La-La Land Records track list:
1. Early Arrival (1:32)*
2. Lost In The Wild(s) (2:59)
3. A Lucky Man/Open Door (1:41)* (does not include the final orchestral outburst as the "bear" bursts through the door, which only lasts for a few seconds)
4. Mighty Hunter (1:31)
5. The Spirit (0:36)*
6. Birds (2:22)
7. The Fire / Breakfast (2:31)*
8. Rich Man (0:58)*
9. The Ravine (4:36)
10. Bitter Coffee (3:01)
11. Wound (1:38)*
12. Stephen's Death (2:26)* (contains an unused ending from 1:45 onwards)
13. The Cage / False Hope / No Matches (3:34)* (contains crossfades between the three cues, although they are separated in the film)
14. Stalking (5:46)
15. Deadfall / Bear Fight (6:21)
16. The Discovery / Turn Your Back (5:01)* (contains a brief alternate segment at 1:34 – 1:46)
17. The River (2:26)
18. Rescued (6:03)
19. End Title (Lost In The Wild)(s) (1:59)*
20. The Edge (2:55)

Bonus tracks:
1. False Hope (Alternate Take) (1:08)* (alternate of 0:56 – 2:00 of track 13, with more percussion and an additional brass melody)
2. Rescued (Film Version Ending) (1:19)* (alternate ending of track 18, reflecting the film version)
3. The Edge (Alternate Take) (3:00)* (alternate recording of track 20)
 = Previously unreleased

Professional ratings
Review scores
| Source | Rating |
| Filmtracks | link |

==Release==

===Theatrical release===
The Edge had its premiere at the Toronto International Film Festival in Canada on September 6, 1997. It was released in the U.S. on September 26, 1997, in 2,351 theaters, and grossed $7.7 million during its opening weekend. It went on to gross $27.8 million in the U.S. and $15.4 million overseas, for a worldwide total of $43.3 million in its theatrical run.

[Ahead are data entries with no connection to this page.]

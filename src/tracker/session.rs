//! A tracker session: reducer state wired to a persisted food list

use crate::store::{FoodRepository, KeyValueStore, StoreResult};

use super::aggregate::{build_chart, ChartModel, Nutrient};
use super::error::{TrackerError, TrackerResult};
use super::state::{reduce, Action, AppState, Effect};
use super::types::{Field, FoodEntry, Requirements};

/// Owns the application state and runs each transition's persistence effect
#[derive(Debug)]
pub struct Session<S> {
    state: AppState,
    repo: FoodRepository<S>,
}

impl<S: KeyValueStore> Session<S> {
    /// Start a session, loading whatever list the store holds
    pub fn open(store: S, requirements: Requirements) -> Self {
        Self::with_repository(FoodRepository::new(store), requirements)
    }

    pub fn with_repository(repo: FoodRepository<S>, requirements: Requirements) -> Self {
        let foods = repo.load();
        Self {
            state: AppState::new(requirements, foods),
            repo,
        }
    }

    pub fn state(&self) -> &AppState {
        &self.state
    }

    pub fn foods(&self) -> &[FoodEntry] {
        &self.state.foods
    }

    pub fn repository(&self) -> &FoodRepository<S> {
        &self.repo
    }

    /// Apply an action and run its effect
    ///
    /// The new state is kept even when the write fails; the error is returned
    /// so the front end can report it.
    pub fn dispatch(&mut self, action: Action) -> StoreResult<Effect> {
        let state = std::mem::take(&mut self.state);
        let transition = reduce(state, action);
        self.state = transition.state;

        let result = run_effect(&self.repo, transition.effect, &self.state.foods);
        if let Err(e) = &result {
            tracing::warn!("Failed to persist {:?}: {}", transition.effect, e);
        }
        result.map(|()| transition.effect)
    }

    /// Route a named input change
    pub fn change_field(&mut self, name: &str, value: impl Into<String>) -> TrackerResult<()> {
        let field: Field = name.parse()?;
        self.dispatch(Action::FieldChanged {
            field,
            value: value.into(),
        })?;
        Ok(())
    }

    /// Load the entry at 1-based `row` into the form
    pub fn edit_row(&mut self, row: usize) -> TrackerResult<()> {
        let len = self.state.foods.len();
        if row == 0 || row > len {
            return Err(TrackerError::NoSuchEntry { row, len });
        }
        self.dispatch(Action::Edit(row - 1))?;
        Ok(())
    }

    pub fn chart(&self, nutrient: Nutrient) -> ChartModel {
        build_chart(&self.state.foods, &self.state.requirements, nutrient)
    }
}

/// Carry out the persistence side of a transition
pub fn run_effect<S: KeyValueStore>(
    repo: &FoodRepository<S>,
    effect: Effect,
    foods: &[FoodEntry],
) -> StoreResult<()> {
    match effect {
        Effect::None => Ok(()),
        Effect::SaveFoods => repo.save(foods),
        Effect::PurgeStore => repo.clear(),
    }
}
//! Browser Storage Backend
//!
//! `window.localStorage` behind the tracker's key-value interface.

use nutrition_tracker::store::{KeyValueStore, StoreError, StoreResult};
use wasm_bindgen::JsValue;

/// Key-value store over `window.localStorage`
#[derive(Debug, Clone, Copy, Default)]
pub struct LocalStorageStore;

impl LocalStorageStore {
    fn storage() -> StoreResult<web_sys::Storage> {
        let window = web_sys::window()
            .ok_or_else(|| StoreError::Unavailable("no window".to_string()))?;
        window
            .local_storage()
            .map_err(js_error)?
            .ok_or_else(|| StoreError::Unavailable("localStorage is disabled".to_string()))
    }
}

fn js_error(err: JsValue) -> StoreError {
    StoreError::Unavailable(
        err.as_string()
            .unwrap_or_else(|| format!("{:?}", err)),
    )
}

impl KeyValueStore for LocalStorageStore {
    fn get(&self, key: &str) -> StoreResult<Option<String>> {
        Self::storage()?.get_item(key).map_err(js_error)
    }

    fn set(&self, key: &str, value: &str) -> StoreResult<()> {
        // Quota errors surface here
        Self::storage()?.set_item(key, value).map_err(js_error)
    }

    fn delete(&self, key: &str) -> StoreResult<()> {
        Self::storage()?.remove_item(key).map_err(js_error)
    }
}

===Home media and rights===
In the US, 20th Century Fox Home Entertainment initially released The Edge on VHS on February 24, 1998. The Edge was then released on a non-anamorphic widescreen NTSC DVD in the US on May 25, 1999. This 1999 DVD release had no extras, save the original theatrical trailer. Meanwhile, PAL DVDs released in Europe, Australia, etc. feature an anamorphic transfer, the trailer, a six-minute featurette, seven short cast and crew interviews and five text biographies. The Region 4 Australian DVD was released in 2001 by 20th Century Fox Home Entertainment South Pacific. The British Region 2 DVD release occurred in 2002, with the film being reissued on DVD in the UK in 2011, with new artwork. In 1998, the film also received LaserDisc releases in Hong Kong and Japan, along with a domestic LaserDisc release.

As of 2017 (for its 20th Anniversary), the film has also been released on Blu-ray in the US and Germany, with the same extras as each country's DVD.

In 2019, Rupert Murdoch sold most of 21st Century Fox's film and television assets to The Walt Disney Company, and The Edge was one of the films included in the deal. There have not been any further home video products released for the film since Disney acquired the rights.

==Reception==
Upon release, The Edge received mixed to positive reviews from critics. Based on 50 reviews collected by Rotten Tomatoes, the film received a 62% approval rating, with an average score of 6.3/10. The consensus reads, "The Edge is an entertaining hybrid of brainy Mamet dialogue with brawny outdoors action—albeit one that sadly lacks as much bite as its furry antagonist." Metacritic, which uses a weighted average, assigned the a score of 66 out of 100, based on 29 critics, indicating "generally favorable" reviews.

Roger Ebert of the Chicago Sun-Times gave the film 3 out of 4 stars, writing Mamet's script featured his usual double-dealing characters and incisive dialogue, managed to subtly satirize action film cliches while also being an effective thriller, while Tamahori's direction "doesn’t lose its mind and go berserk with action in the last half hour". Ebert did criticize the ending, however, saying that:

Having successfully negotiated almost its entire 118 minutes, The Edge shoots itself in the foot. After the emotionally fraught final moments, just as we are savoring the implications of what has just happened, the screen fades to black and we immediately get a big credit for Bart the Bear. Now Bart is one helluva bear (I loved him in the title role of The Bear), but this credit in this place is a spectacularly bad idea.